The licensee did not determine that the o-rings were defective until after both this Unit 3 forced outage and the Unit 2 November 2009 refueling outage were complete.
Therefore, one corrective action was to write a work order to change the o-rings on the solenoids for both units. Therefore, both units are still vulnerable to a similar failure until the o-rings are replaced. In addition, corrective actions were put in place to address weaknesses in the evaluation of Operating Experience. The licensee addressed this issue in the CAP under Issue Reports 899829 and 989733.
(FIN 05000249/2010002-05 - Electro-Hydraulic Control (EHC) Fluid Leaking From Stop Valve 3-5699-MSV4-FA Resulting in Forced Outage D3F49) URI 05000249/2009005-10 is closed.

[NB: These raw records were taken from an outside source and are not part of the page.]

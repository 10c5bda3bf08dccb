//! # Repository Module
//!
//! Document repositories over a [`KeyValueStore`](crate::kv::KeyValueStore).
//!
//! ## Repository Pattern
//! ```text
//! ┌─────────────────────────────────────────────────────────────────────────┐
//! │                                                                         │
//! │  Session                                                                │
//! │       │                                                                 │
//! │       ├── LedgerRepository ── key "invoices" ──────┐                   │
//! │       │   list / list_closed / append / delete_at   │                   │
//! │       │                                             ▼                   │
//! │       └── DraftRepository ── key "currentInvoice" ─► KeyValueStore     │
//! │           load / persist                                                │
//! │                                                                         │
//! │  Each repository exclusively owns its key. Documents are read and       │
//! │  written whole; there is no partial update.                             │
//! └─────────────────────────────────────────────────────────────────────────┘
//! ```
//!
//! ## Available Repositories
//!
//! - [`LedgerRepository`] - The append-only list of closed invoices
//! - [`DraftRepository`] - The single in-progress draft

pub mod draft;
pub mod ledger;

pub use draft::DraftRepository;
pub use ledger::LedgerRepository;
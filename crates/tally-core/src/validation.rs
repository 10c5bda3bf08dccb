//! # Validation Module
//!
//! Input validation for draft edits and commits.
//!
//! ## Validation Strategy
//! ```text
//! ┌─────────────────────────────────────────────────────────────────────────┐
//! │                      Validation Layers                                  │
//! │                                                                         │
//! │  Layer 1: UI form                                                      │
//! │  ├── Disables "save" while fields are empty                            │
//! │  └── Immediate user feedback                                           │
//! │           │                                                             │
//! │           ▼                                                             │
//! │  Layer 2: THIS MODULE                                                  │
//! │  ├── add_expense: description + amount                                 │
//! │  └── commit: names, expenses, charged amount                           │
//! │           │                                                             │
//! │           ▼                                                             │
//! │  Layer 3: Ledger store                                                 │
//! │  └── Rejects records that are not closed                               │
//! └─────────────────────────────────────────────────────────────────────────┘
//! ```
//!
//! ## Usage
//! ```rust
//! use tally_core::validation::{validate_amount_text, validate_description};
//!
//! assert_eq!(validate_description("  Comida ").unwrap(), "Comida");
//! assert!(validate_amount_text("0").is_err());
//! assert!(validate_amount_text("99.50").is_ok());
//! ```

use crate::error::ValidationError;
use crate::money::Money;

/// Result type for validation operations.
pub type ValidationResult<T> = Result<T, ValidationError>;

/// Prefix of every generated invoice number.
pub const INVOICE_NUMBER_PREFIX: &str = "INV-";

// =============================================================================
// String Validators
// =============================================================================

/// Validates that a text field is not blank.
///
/// ## Returns
/// The trimmed value.
pub fn validate_required(field: &str, value: &str) -> ValidationResult<String> {
    let value = value.trim();

    if value.is_empty() {
        return Err(ValidationError::Required {
            field: field.to_string(),
        });
    }

    Ok(value.to_string())
}

/// Validates an expense description (non-empty after trim).
pub fn validate_description(description: &str) -> ValidationResult<String> {
    validate_required("description", description)
}

/// Validates an invoice number of the form `INV-` followed by 4 ASCII digits.
///
/// ## Example
/// ```rust
/// use tally_core::validation::validate_invoice_number;
///
/// assert!(validate_invoice_number("INV-4821").is_ok());
/// assert!(validate_invoice_number("INV-48").is_err());
/// ```
pub fn validate_invoice_number(number: &str) -> ValidationResult<()> {
    let digits = number.strip_prefix(INVOICE_NUMBER_PREFIX);

    match digits {
        Some(d) if d.len() == 4 && d.bytes().all(|b| b.is_ascii_digit()) => Ok(()),
        _ => Err(ValidationError::InvalidFormat {
            field: "invoiceNumber".to_string(),
            reason: format!("expected {}dddd", INVOICE_NUMBER_PREFIX),
        }),
    }
}

// =============================================================================
// Numeric Validators
// =============================================================================

/// Validates the amount text of a new expense.
///
/// ## Rules
/// - Must start with a number
/// - Must be strictly positive
///
/// ## User Workflow
/// ```text
/// User types amount: "200.50"
///      │
///      ▼
/// validate_amount_text("200.50") ← THIS FUNCTION
///      │
///      ├── not a number? → Error: "amount must be positive"
///      ├── <= 0?         → Error: "amount must be positive"
///      └── OK → ExpenseItem appended to the draft
/// ```
pub fn validate_amount_text(amount_text: &str) -> ValidationResult<Money> {
    match Money::parse(amount_text) {
        Some(amount) if amount.is_positive() => Ok(amount),
        _ => Err(ValidationError::MustBePositive {
            field: "amount".to_string(),
        }),
    }
}

/// Validates that a charged amount is strictly positive.
pub fn validate_charged_amount(field: &str, amount: Money) -> ValidationResult<Money> {
    if !amount.is_positive() {
        return Err(ValidationError::MustBePositive {
            field: field.to_string(),
        });
    }

    Ok(amount)
}

// =============================================================================
// Unit Tests
// =============================================================================
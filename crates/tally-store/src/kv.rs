//! # Key-Value Store
//!
//! The string-keyed storage every document lives in.
//!
//! ## Adapters
//! ```text
//! ┌─────────────────────────────────────────────────────────────────────────┐
//! │                      KeyValueStore (trait)                              │
//! │          get(key) │ set(key, value) │ remove(key) │ clear()             │
//! │                                                                         │
//! │   ┌───────────────────────┐        ┌───────────────────────────────┐   │
//! │   │  MemoryStore          │        │  SqliteStore (pool.rs)        │   │
//! │   │  RwLock<HashMap>      │        │  kv_store table, UPSERT       │   │
//! │   │  tests, demos         │        │  durable, WAL                 │   │
//! │   └───────────────────────┘        └───────────────────────────────┘   │
//! └─────────────────────────────────────────────────────────────────────────┘
//! ```
//!
//! Each `set` replaces a key's value wholesale; there is no partial write
//! and no transaction spanning two keys.

use std::collections::HashMap;
use std::sync::Arc;

use async_trait::async_trait;
use tokio::sync::RwLock;

use crate::error::StoreResult;

/// Async string-keyed storage.
///
/// Implementations must be cheap to clone: repositories hold their own
/// handle to the same underlying store.
#[async_trait]
pub trait KeyValueStore: Send + Sync {
    /// Returns the value under `key`, or `None` when absent.
    async fn get(&self, key: &str) -> StoreResult<Option<String>>;

    /// Stores `value` under `key`, replacing any previous value.
    async fn set(&self, key: &str, value: &str) -> StoreResult<()>;

    /// Removes `key`. Removing an absent key is not an error.
    async fn remove(&self, key: &str) -> StoreResult<()>;

    /// Removes every key, including ones owned by other parts of the app.
    async fn clear(&self) -> StoreResult<()>;
}

// =============================================================================
// Memory Store
// =============================================================================

/// In-process store backed by a `HashMap`. Clones share the same map.
#[derive(Debug, Clone, Default)]
pub struct MemoryStore {
    entries: Arc<RwLock<HashMap<String, String>>>,
}

impl MemoryStore {
    pub fn new() -> Self {
        MemoryStore::default()
    }

    /// Number of keys currently stored.
    pub async fn len(&self) -> usize {
        self.entries.read().await.len()
    }

    pub async fn is_empty(&self) -> bool {
        self.entries.read().await.is_empty()
    }
}

#[async_trait]
impl KeyValueStore for MemoryStore {
    async fn get(&self, key: &str) -> StoreResult<Option<String>> {
        Ok(self.entries.read().await.get(key).cloned())
    }

    async fn set(&self, key: &str, value: &str) -> StoreResult<()> {
        self.entries
            .write()
            .await
            .insert(key.to_string(), value.to_string());
        Ok(())
    }

    async fn remove(&self, key: &str) -> StoreResult<()> {
        self.entries.write().await.remove(key);
        Ok(())
    }

    async fn clear(&self) -> StoreResult<()> {
        self.entries.write().await.clear();
        Ok(())
    }
}

// =============================================================================
// Unit Tests
// =============================================================================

.2 (Closed) Licensee Event Report (LER) 05000237/2009-005-00, Unit 2 Reactor
Recirculation Drain Line Pressure Boundary Leakage The event described in LER 237/2009-005-00 occurred on November 3, 2009, when the licensee was performing a containment walkdown as part of the ongoing refueling outage. During the walkdown, the licensee identified a through-wall leak on the 1 above seat drain line from the 2B Reactor Recirculation Pump discharge valve. This kind of leakage is classified as reactor pressure boundary leakage and is not allowed by the licensees Technical Specification in Modes 1, 2, or 3. Unit 2 was in Mode 4 at the time.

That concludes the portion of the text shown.